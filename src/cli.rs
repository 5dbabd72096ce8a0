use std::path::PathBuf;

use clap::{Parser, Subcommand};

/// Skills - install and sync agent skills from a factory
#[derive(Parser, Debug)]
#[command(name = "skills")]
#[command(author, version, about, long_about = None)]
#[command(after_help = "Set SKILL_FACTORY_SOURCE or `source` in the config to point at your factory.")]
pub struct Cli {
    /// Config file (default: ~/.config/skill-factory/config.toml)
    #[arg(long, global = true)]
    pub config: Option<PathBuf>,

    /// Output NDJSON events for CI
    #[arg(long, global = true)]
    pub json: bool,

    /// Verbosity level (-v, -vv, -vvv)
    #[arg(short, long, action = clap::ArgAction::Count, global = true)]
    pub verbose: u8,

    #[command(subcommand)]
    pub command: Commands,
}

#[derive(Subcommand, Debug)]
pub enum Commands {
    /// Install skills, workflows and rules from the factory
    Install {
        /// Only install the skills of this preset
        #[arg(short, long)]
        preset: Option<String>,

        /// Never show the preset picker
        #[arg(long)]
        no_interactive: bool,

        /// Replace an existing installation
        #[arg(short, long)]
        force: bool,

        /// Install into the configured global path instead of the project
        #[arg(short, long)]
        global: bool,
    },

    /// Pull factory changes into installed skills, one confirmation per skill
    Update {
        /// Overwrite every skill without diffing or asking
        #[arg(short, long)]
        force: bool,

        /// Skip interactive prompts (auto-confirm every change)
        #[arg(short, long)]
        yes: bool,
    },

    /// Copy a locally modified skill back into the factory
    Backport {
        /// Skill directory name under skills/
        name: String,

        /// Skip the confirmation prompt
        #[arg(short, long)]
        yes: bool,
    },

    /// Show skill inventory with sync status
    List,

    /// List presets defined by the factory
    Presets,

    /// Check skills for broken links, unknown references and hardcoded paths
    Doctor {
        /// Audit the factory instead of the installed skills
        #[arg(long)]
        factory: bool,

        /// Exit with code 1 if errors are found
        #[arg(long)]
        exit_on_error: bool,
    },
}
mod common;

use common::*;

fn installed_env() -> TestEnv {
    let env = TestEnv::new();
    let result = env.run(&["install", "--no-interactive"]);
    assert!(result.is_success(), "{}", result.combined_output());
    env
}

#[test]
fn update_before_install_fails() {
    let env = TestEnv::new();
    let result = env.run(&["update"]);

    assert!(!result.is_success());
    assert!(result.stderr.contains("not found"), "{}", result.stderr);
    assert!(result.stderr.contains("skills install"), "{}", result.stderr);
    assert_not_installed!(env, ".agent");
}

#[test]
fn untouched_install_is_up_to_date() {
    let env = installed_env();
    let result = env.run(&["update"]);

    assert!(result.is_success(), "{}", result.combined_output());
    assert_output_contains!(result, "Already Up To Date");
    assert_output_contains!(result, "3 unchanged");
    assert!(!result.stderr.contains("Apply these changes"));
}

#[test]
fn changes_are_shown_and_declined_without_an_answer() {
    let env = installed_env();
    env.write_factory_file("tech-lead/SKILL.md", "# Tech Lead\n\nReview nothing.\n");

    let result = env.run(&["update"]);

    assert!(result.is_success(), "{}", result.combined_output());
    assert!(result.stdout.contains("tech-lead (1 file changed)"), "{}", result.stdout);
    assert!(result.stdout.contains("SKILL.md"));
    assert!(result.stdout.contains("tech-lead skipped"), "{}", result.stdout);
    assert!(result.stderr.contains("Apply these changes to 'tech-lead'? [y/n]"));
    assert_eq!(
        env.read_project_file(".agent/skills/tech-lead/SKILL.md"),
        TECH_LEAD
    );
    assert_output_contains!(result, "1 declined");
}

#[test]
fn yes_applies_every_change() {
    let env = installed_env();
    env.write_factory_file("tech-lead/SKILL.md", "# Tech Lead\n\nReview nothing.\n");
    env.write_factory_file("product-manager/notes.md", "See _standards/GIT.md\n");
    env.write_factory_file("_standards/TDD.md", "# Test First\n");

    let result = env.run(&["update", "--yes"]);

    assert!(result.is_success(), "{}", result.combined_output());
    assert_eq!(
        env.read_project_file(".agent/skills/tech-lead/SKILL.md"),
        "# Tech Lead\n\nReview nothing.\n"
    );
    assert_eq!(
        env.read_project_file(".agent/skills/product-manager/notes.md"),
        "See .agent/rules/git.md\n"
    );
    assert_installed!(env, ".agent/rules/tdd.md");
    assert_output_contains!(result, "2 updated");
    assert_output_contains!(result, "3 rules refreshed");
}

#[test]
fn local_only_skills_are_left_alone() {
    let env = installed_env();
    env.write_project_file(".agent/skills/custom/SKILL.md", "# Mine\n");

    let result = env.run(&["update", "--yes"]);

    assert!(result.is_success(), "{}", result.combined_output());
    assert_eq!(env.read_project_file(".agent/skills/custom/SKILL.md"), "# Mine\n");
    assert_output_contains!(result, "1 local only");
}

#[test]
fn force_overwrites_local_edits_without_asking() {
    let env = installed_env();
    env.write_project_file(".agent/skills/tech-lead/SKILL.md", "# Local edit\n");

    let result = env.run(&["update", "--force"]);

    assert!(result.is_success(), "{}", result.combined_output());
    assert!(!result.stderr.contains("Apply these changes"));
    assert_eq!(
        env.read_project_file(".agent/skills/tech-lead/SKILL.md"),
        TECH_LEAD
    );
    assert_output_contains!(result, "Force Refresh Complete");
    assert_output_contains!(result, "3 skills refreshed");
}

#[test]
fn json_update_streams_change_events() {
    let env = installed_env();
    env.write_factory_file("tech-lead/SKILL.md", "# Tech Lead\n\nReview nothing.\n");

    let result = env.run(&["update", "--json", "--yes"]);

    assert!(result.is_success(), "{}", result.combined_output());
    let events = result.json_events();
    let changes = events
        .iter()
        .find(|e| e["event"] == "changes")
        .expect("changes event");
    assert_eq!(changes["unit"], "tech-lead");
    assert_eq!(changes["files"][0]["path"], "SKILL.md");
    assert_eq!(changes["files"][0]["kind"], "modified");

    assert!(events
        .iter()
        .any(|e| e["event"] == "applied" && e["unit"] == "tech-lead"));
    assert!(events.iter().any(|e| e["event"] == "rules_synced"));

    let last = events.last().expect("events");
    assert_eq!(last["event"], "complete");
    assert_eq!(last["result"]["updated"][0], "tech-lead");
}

...

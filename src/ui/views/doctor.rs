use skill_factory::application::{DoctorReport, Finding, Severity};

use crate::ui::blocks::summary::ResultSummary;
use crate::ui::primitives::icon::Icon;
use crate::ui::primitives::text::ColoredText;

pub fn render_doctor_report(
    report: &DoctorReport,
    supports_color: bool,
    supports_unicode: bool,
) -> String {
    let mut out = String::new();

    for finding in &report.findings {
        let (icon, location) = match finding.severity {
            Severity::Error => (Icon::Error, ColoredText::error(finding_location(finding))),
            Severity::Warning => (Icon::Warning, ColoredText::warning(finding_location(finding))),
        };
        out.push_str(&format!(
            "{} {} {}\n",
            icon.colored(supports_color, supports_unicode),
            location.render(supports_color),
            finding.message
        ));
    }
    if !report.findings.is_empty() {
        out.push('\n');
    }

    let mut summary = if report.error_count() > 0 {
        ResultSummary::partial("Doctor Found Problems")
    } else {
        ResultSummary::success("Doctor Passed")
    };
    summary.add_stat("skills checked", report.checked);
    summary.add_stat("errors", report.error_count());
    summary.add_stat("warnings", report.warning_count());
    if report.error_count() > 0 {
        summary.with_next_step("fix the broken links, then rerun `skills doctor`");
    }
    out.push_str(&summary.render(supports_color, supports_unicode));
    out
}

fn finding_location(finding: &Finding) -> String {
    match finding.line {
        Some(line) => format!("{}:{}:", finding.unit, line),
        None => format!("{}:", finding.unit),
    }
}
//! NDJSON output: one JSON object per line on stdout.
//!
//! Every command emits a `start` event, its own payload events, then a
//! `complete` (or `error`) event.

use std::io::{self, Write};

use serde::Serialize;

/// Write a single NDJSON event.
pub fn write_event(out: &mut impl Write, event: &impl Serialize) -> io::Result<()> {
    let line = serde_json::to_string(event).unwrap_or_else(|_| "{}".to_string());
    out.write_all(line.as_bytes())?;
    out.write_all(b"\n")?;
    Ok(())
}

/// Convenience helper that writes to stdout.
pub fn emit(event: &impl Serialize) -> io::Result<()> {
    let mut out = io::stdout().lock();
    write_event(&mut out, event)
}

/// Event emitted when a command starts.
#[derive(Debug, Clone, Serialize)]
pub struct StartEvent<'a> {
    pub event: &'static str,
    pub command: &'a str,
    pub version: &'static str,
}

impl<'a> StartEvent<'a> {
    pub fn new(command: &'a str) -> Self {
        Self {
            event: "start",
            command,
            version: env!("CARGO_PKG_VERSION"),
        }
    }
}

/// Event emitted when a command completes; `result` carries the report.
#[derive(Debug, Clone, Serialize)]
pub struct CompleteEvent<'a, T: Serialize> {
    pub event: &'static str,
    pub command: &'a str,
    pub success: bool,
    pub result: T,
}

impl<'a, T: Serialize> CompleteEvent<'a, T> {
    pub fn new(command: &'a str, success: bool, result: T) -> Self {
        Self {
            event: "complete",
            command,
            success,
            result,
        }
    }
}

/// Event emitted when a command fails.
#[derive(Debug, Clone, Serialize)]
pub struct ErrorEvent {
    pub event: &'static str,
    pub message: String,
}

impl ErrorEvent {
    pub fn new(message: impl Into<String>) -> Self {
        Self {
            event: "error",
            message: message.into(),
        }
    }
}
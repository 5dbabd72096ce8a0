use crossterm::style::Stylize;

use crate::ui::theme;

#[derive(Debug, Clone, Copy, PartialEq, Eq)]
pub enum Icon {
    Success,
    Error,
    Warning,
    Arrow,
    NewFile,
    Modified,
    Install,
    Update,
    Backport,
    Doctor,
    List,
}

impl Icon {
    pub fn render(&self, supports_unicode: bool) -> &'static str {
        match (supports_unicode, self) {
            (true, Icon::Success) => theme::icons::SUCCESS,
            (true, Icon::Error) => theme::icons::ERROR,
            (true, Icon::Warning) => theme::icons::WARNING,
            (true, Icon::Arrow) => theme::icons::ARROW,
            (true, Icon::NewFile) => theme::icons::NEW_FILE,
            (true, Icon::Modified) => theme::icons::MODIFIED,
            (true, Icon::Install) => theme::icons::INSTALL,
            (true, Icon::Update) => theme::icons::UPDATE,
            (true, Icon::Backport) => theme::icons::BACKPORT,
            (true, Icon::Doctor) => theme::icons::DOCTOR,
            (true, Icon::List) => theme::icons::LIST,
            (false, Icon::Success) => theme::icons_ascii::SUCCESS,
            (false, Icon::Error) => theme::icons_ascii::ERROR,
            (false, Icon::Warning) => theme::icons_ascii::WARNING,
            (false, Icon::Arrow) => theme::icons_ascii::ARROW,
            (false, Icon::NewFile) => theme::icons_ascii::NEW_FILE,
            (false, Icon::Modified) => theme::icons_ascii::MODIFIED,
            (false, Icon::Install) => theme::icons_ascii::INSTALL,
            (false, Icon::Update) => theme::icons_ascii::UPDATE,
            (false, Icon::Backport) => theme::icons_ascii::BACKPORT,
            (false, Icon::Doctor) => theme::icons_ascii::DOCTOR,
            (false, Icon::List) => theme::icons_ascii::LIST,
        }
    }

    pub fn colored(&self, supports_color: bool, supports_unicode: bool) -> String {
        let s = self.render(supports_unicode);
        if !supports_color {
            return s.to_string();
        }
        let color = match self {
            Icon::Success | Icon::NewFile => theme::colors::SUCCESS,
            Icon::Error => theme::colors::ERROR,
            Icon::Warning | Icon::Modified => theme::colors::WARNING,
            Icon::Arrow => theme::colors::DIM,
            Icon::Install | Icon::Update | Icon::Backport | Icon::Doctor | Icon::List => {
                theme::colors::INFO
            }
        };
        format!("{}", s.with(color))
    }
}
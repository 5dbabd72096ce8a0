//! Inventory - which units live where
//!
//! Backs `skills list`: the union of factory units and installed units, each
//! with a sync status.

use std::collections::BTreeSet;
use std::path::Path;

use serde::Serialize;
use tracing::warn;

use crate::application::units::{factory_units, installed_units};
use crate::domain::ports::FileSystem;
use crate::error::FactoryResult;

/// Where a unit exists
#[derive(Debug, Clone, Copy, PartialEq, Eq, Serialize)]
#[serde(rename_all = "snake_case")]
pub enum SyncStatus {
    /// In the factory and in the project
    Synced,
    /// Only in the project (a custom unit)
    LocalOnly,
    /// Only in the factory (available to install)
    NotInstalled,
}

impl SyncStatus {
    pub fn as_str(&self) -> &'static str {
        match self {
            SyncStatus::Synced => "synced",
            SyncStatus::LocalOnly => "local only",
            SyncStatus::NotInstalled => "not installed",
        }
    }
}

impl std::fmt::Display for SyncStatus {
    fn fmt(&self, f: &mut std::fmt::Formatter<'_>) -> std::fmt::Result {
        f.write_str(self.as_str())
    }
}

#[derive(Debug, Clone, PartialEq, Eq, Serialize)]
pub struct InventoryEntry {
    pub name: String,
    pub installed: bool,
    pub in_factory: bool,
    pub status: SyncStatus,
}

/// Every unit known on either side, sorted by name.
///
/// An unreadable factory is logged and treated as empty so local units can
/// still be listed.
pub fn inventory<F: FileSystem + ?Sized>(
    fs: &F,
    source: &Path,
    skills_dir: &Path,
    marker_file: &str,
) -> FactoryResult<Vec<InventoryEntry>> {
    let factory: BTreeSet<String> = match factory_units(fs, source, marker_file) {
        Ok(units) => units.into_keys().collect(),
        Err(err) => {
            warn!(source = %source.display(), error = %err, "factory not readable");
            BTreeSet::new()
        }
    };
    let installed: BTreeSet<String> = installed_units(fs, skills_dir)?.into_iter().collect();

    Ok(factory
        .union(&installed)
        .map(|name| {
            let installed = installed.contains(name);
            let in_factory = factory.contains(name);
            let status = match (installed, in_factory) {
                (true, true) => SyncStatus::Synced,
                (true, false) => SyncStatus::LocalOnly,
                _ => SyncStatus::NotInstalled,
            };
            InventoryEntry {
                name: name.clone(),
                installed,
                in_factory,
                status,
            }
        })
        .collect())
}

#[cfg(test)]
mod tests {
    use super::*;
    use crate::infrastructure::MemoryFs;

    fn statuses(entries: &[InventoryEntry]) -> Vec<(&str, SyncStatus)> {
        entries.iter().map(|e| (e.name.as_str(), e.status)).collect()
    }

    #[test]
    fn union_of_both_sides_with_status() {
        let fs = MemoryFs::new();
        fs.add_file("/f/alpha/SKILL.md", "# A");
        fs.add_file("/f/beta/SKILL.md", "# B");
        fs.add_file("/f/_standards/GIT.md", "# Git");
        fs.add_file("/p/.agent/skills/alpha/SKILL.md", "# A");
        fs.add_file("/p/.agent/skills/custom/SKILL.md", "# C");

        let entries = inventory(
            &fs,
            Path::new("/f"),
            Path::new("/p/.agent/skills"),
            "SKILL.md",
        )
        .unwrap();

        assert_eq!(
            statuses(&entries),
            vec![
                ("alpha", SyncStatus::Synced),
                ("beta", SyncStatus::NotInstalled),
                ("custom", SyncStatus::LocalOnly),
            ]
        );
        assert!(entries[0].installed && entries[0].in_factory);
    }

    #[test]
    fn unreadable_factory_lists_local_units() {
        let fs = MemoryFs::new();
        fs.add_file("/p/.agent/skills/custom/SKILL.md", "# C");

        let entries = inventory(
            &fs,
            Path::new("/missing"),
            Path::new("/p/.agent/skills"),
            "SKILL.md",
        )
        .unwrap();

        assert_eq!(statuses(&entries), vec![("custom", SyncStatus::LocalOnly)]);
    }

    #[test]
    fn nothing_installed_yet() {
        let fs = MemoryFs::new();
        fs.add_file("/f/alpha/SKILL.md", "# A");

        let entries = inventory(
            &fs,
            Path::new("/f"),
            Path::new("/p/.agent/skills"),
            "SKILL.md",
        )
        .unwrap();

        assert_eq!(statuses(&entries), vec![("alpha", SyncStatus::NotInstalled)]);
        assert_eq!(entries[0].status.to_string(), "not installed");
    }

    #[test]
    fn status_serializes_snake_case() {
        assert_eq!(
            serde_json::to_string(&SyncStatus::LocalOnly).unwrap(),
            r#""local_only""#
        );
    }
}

■ **DIRECTIONS**
Note how many lines of the records contain the string "version", and give that number with nothing added.

■ **RESULT BELOW**
3